PROBLEM TO WORK ON>
Begin at the line containing "of its own." in the entries below and end at the line containing "let encoding = match"; transcribe that range exactly and nothing outside it.

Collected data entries
%%
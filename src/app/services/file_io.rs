use std::fs::{self, File, OpenOptions};
use std::io::{Read, Write};
use std::path::Path;
use std::time::SystemTime;

use crate::app::domain::document::LoadedText;
use crate::app::domain::encoding::{Encoding, LineEnding};
use crate::app::infrastructure::error::{AppError, Result};

/// Encoding and terminator used when a file gives no hint of its own.
#[derive(Debug, Clone, Copy, PartialEq, Eq)]
pub struct TextFallbacks {
    pub encoding: Encoding,
    pub line_ending: LineEnding,
}

/// Last modification time of a file, or `None` if it can't be read.
pub fn modified_time(path: &Path) -> Option<SystemTime> {
    fs::metadata(path).and_then(|m| m.modified()).ok()
}

pub fn file_size(path: &Path) -> Result<u64> {
    fs::metadata(path)
        .map(|m| m.len())
        .map_err(|e| AppError::from_io(e, path))
}

/// Create an empty file, failing if it already exists.
pub fn create_empty(path: &Path) -> Result<()> {
    OpenOptions::new()
        .write(true)
        .create_new(true)
        .open(path)
        .map(|_| ())
        .map_err(|e| AppError::from_io(e, path))
}

/// Read and decode a file.
///
/// With no `requested` encoding the byte order mark decides, then
/// `fallbacks.encoding`.
pub fn read_document(
    path: &Path,
    requested: Option<Encoding>,
    fallbacks: TextFallbacks,
) -> Result<LoadedText> {
    let metadata = fs::metadata(path).map_err(|e| AppError::from_io(e, path))?;
    let size = metadata.len();

    let mut bytes = Vec::new();
    bytes
        .try_reserve_exact(size as usize)
        .map_err(|_| AppError::OutOfMemory {
            path: path.to_path_buf(),
            size,
        })?;
    File::open(path)
        .and_then(|mut f| f.read_to_end(&mut bytes))
        .map_err(|e| AppError::from_io(e, path))?;

    let mut loaded = decode_bytes(&bytes, requested, fallbacks, path)?;
    loaded.modified = metadata.modified().ok();
    loaded.read_only = metadata.permissions().readonly();
    Ok(loaded)
}

/// Decode raw bytes into normalized text. `origin` only names the source in errors.
pub fn decode_bytes(
    bytes: &[u8],
    requested: Option<Encoding>,
    fallbacks: TextFallbacks,
    origin: &Path,
) -> Result<LoadedText> {
    let sniffed = Encoding::sniff_bom(bytes);
    let encoding = match (requested, sniffed) {
        (Some(Encoding::Utf8), Some(Encoding::Utf8Bom)) => Encoding::Utf8Bom,
        (Some(requested), _) => requested,
        (None, Some(sniffed)) => sniffed,
        (None, None) => fallbacks.encoding,
    };

    let raw = encoding.decode(bytes).ok_or_else(|| AppError::Malformed {
        path: origin.to_path_buf(),
        encoding: encoding.label().to_string(),
    })?;

    Ok(LoadedText {
        line_ending: LineEnding::detect(&raw).unwrap_or(fallbacks.line_ending),
        text: LineEnding::normalize(&raw),
        encoding,
        modified: None,
        read_only: false,
    })
}

/// Encode and write `text` (`\n`-terminated) to `path`.
/// Returns the file's new modification time.
pub fn write_document(
    path: &Path,
    text: &str,
    encoding: Encoding,
    line_ending: LineEnding,
) -> Result<Option<SystemTime>> {
    let bytes = encoding
        .encode(&line_ending.apply(text))
        .ok_or_else(|| AppError::Malformed {
            path: path.to_path_buf(),
            encoding: encoding.label().to_string(),
        })?;

    let mut file = File::create(path).map_err(|e| AppError::from_io(e, path))?;
    file.write_all(&bytes)
        .and_then(|_| file.flush())
        .map_err(|e| AppError::from_io(e, path))?;
    drop(file);

    Ok(modified_time(path))
}
use super::MultiDocumentController;
use crate::app::domain::document::DocumentId;
use crate::app::infrastructure::collaborators::Choice;

/// How the save prompt for a dirty document ended.
#[derive(Debug, Clone, Copy, PartialEq, Eq)]
enum SavePrompt {
    Clean,
    SavedThenProceed,
    DiscardThenProceed,
    Cancelled,
}

impl SavePrompt {
    fn proceeds(self) -> bool {
        self != SavePrompt::Cancelled
    }
}

impl MultiDocumentController {
    /// Close the current document, offering to save it first. Returns false
    /// only when the user cancelled, in which case nothing changed.
    pub fn close_current_document(&mut self) -> bool {
        match self.current_id() {
            Some(id) => self.close_document(id),
            None => false,
        }
    }

    pub fn close_document(&mut self, id: DocumentId) -> bool {
        let Some(index) = self.index_of(id) else {
            return false;
        };
        let outcome = self.prompt_to_save(index);
        if !outcome.proceeds() {
            return false;
        }
        tracing::info!("Closing {} ({:?})", self.documents[index].display_name, outcome);
        self.remove_document_at(index);
        self.after_collection_change();
        true
    }

    /// Close every document except the one at `index`, last to first.
    ///
    /// Stops at the first cancellation. Documents closed before that stay
    /// closed. An out-of-range index closes nothing.
    pub fn close_all_except(&mut self, index: usize) -> bool {
        let Some(keep) = self.documents.get(index).map(|d| d.id) else {
            return false;
        };
        let others: Vec<DocumentId> = self
            .documents
            .iter()
            .rev()
            .map(|d| d.id)
            .filter(|id| *id != keep)
            .collect();
        for id in others {
            if !self.close_document(id) {
                return false;
            }
        }
        true
    }

    /// Close everything, last to first, leaving one untitled document.
    pub fn close_all(&mut self) -> bool {
        let all: Vec<DocumentId> = self.documents.iter().rev().map(|d| d.id).collect();
        for id in all {
            if !self.close_document(id) {
                return false;
            }
        }
        true
    }

    fn prompt_to_save(&mut self, index: usize) -> SavePrompt {
        let doc = &self.documents[index];
        if !doc.is_dirty() {
            return SavePrompt::Clean;
        }
        let question = format!("\"{}\" has been modified. Save changes?", doc.file_name());
        match self.collaborators.prompt.confirm(&question) {
            Choice::Yes if self.save_document_at(index) => SavePrompt::SavedThenProceed,
            Choice::Yes | Choice::Cancel => SavePrompt::Cancelled,
            Choice::No => SavePrompt::DiscardThenProceed,
        }
    }
}

#[cfg(test)]
mod tests {
    use std::fs;

    use super::super::test_support::*;
    use crate::app::domain::events::DocumentEvent;
    use crate::app::infrastructure::collaborators::Choice;
    use crate::app::presentation::ViewStyle;

    #[test]
    fn test_closing_last_document_leaves_an_untitled_one() {
        for style in ALL_STYLES {
            let mut f = Fixture::new(style);
            let path = f.write("only.txt", "x");
            f.controller.open_file(&path, None, false);
            let only = f.controller.current_id().unwrap();
            f.events.borrow_mut().clear();

            assert!(f.controller.close_current_document());
            assert_eq!(f.controller.document_count(), 1);
            let fresh = f.controller.current_document().unwrap();
            assert!(fresh.is_untitled());
            let fresh = fresh.id;
            assert_eq!(
                f.events.borrow().as_slice(),
                &[
                    DocumentEvent::Removed(only),
                    DocumentEvent::Added(fresh),
                    DocumentEvent::CurrentChanged(fresh),
                ],
                "{:?}",
                style
            );
        }
    }

    #[test]
    fn test_closing_selects_a_neighbor() {
        for style in ALL_STYLES {
            let mut f = Fixture::new(style);
            for name in ["a.txt", "b.txt", "c.txt"] {
                let path = f.write(name, name);
                f.controller.open_file(&path, None, false);
            }
            f.controller.set_current_index(1);
            let b = f.controller.current_id().unwrap();

            assert!(f.controller.close_current_document());
            assert_eq!(f.controller.document_count(), 2);
            assert!(f.controller.document(b).is_none());
            let current = f.controller.current_id().unwrap();
            assert_eq!(
                f.controller.presentation().focus_owner(),
                Some(current),
                "{:?}",
                style
            );
            assert_eq!(
                f.controller.presentation().selected_index(),
                f.controller.current_index()
            );
        }
    }

    #[test]
    fn test_cancel_at_save_prompt_changes_nothing() {
        let mut f = Fixture::new(ViewStyle::Tabbed);
        let path = f.write("dirty.txt", "v1");
        f.controller.open_file(&path, None, false);
        let id = f.controller.current_id().unwrap();
        f.controller.replace_text(id, "v2");
        f.events.borrow_mut().clear();
        f.parsers.clear();

        f.prompt.answer(Choice::Cancel);
        assert!(!f.controller.close_current_document());

        assert_eq!(f.controller.document_count(), 1);
        assert_eq!(f.controller.presentation().slot_count(), 1);
        assert!(f.controller.current_document().unwrap().is_dirty());
        assert!(f.events.borrow().is_empty());
        assert!(f.parsers.calls().is_empty());
    }

    #[test]
    fn test_cancelled_save_as_during_close_keeps_document() {
        let mut f = Fixture::new(ViewStyle::Tabbed);
        let id = f.controller.current_id().unwrap();
        f.controller.replace_text(id, "unsaved thoughts");

        f.prompt.answer(Choice::Yes);
        f.prompt.save_to(None);
        assert!(!f.controller.close_current_document());

        let doc = f.controller.current_document().unwrap();
        assert_eq!(doc.id, id);
        assert!(doc.is_dirty());
        assert_eq!(doc.text(), "unsaved thoughts");
        assert_eq!(f.controller.presentation().display_name_at(0), Some("Untitled.txt*"));
    }

    #[test]
    fn test_yes_saves_before_closing() {
        let mut f = Fixture::new(ViewStyle::Split);
        let path = f.write("notes.txt", "old");
        f.controller.open_file(&path, None, false);
        let id = f.controller.current_id().unwrap();
        f.controller.replace_text(id, "new");

        f.prompt.answer(Choice::Yes);
        assert!(f.controller.close_document(id));
        assert_eq!(fs::read_to_string(&path).unwrap(), "new");
        assert!(f.controller.document(id).is_none());
    }

    #[test]
    fn test_no_discards_changes() {
        let mut f = Fixture::new(ViewStyle::Desktop);
        let path = f.write("notes.txt", "old");
        f.controller.open_file(&path, None, false);
        let id = f.controller.current_id().unwrap();
        f.controller.replace_text(id, "new");

        f.prompt.answer(Choice::No);
        assert!(f.controller.close_document(id));
        assert_eq!(fs::read_to_string(&path).unwrap(), "old");
    }

    #[test]
    fn test_close_all_except_stops_at_first_cancel() {
        let mut f = Fixture::new(ViewStyle::Tabbed);
        for name in ["a.txt", "b.txt", "c.txt", "d.txt"] {
            let path = f.write(name, name);
            f.controller.open_file(&path, None, false);
        }
        let b = f.controller.document_at(1).unwrap().id;
        f.controller.replace_text(b, "edited");

        // d and c close, then b cancels.
        f.prompt.answer(Choice::Cancel);
        assert!(!f.controller.close_all_except(0));
        assert_eq!(f.names(), vec!["a.txt", "b.txt*"]);
    }

    #[test]
    fn test_close_all_except_keeps_one() {
        let mut f = Fixture::new(ViewStyle::Split);
        for name in ["a.txt", "b.txt", "c.txt"] {
            let path = f.write(name, name);
            f.controller.open_file(&path, None, false);
        }
        assert!(f.controller.close_all_except(1));
        assert_eq!(f.names(), vec!["b.txt"]);
        assert_eq!(f.controller.current_index(), Some(0));
        assert!(!f.controller.close_all_except(5));
    }

    #[test]
    fn test_close_all_leaves_one_untitled() {
        let mut f = Fixture::new(ViewStyle::Desktop);
        for name in ["a.txt", "b.txt"] {
            let path = f.write(name, name);
            f.controller.open_file(&path, None, false);
        }
        assert!(f.controller.close_all());
        assert_eq!(f.controller.document_count(), 1);
        assert!(f.controller.current_document().unwrap().is_untitled());
    }

    #[test]
    fn test_invariant_holds_across_mixed_sequence() {
        for style in ALL_STYLES {
            let mut f = Fixture::new(style);
            let path = f.write("z.txt", "z");
            for step in 0..12 {
                match step % 4 {
                    0 => {
                        f.controller.open_file(&path, None, step % 8 == 0);
                    }
                    1 => {
                        f.controller.add_new_empty_document();
                    }
                    _ => {
                        f.controller.close_current_document();
                    }
                }
                assert!(f.controller.document_count() >= 1);
                assert_eq!(
                    f.controller.presentation().slot_count(),
                    f.controller.document_count()
                );
                assert!(f.controller.current_index().is_some());
            }
        }
    }
}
%%
YOUR RESPONSE>
/// Encoding and terminator used when a file gives no hint of its own.
#[derive(Debug, Clone, Copy, PartialEq, Eq)]
pub struct TextFallbacks {
    pub encoding: Encoding,
    pub line_ending: LineEnding,
}

/// Last modification time of a file, or `None` if it can't be read.
pub fn modified_time(path: &Path) -> Option<SystemTime> {
    fs::metadata(path).and_then(|m| m.modified()).ok()
}

pub fn file_size(path: &Path) -> Result<u64> {
    fs::metadata(path)
        .map(|m| m.len())
        .map_err(|e| AppError::from_io(e, path))
}

/// Create an empty file, failing if it already exists.
pub fn create_empty(path: &Path) -> Result<()> {
    OpenOptions::new()
        .write(true)
        .create_new(true)
        .open(path)
        .map(|_| ())
        .map_err(|e| AppError::from_io(e, path))
}

/// Read and decode a file.
///
/// With no `requested` encoding the byte order mark decides, then
/// `fallbacks.encoding`.
pub fn read_document(
    path: &Path,
    requested: Option<Encoding>,
    fallbacks: TextFallbacks,
) -> Result<LoadedText> {
    let metadata = fs::metadata(path).map_err(|e| AppError::from_io(e, path))?;
    let size = metadata.len();

    let mut bytes = Vec::new();
    bytes
        .try_reserve_exact(size as usize)
        .map_err(|_| AppError::OutOfMemory {
            path: path.to_path_buf(),
            size,
        })?;
    File::open(path)
        .and_then(|mut f| f.read_to_end(&mut bytes))
        .map_err(|e| AppError::from_io(e, path))?;

    let mut loaded = decode_bytes(&bytes, requested, fallbacks, path)?;
    loaded.modified = metadata.modified().ok();
    loaded.read_only = metadata.permissions().readonly();
    Ok(loaded)
}

/// Decode raw bytes into normalized text. `origin` only names the source in errors.
pub fn decode_bytes(
    bytes: &[u8],
    requested: Option<Encoding>,
    fallbacks: TextFallbacks,
    origin: &Path,
) -> Result<LoadedText> {
    let sniffed = Encoding::sniff_bom(bytes);
    let encoding = match (requested, sniffed) {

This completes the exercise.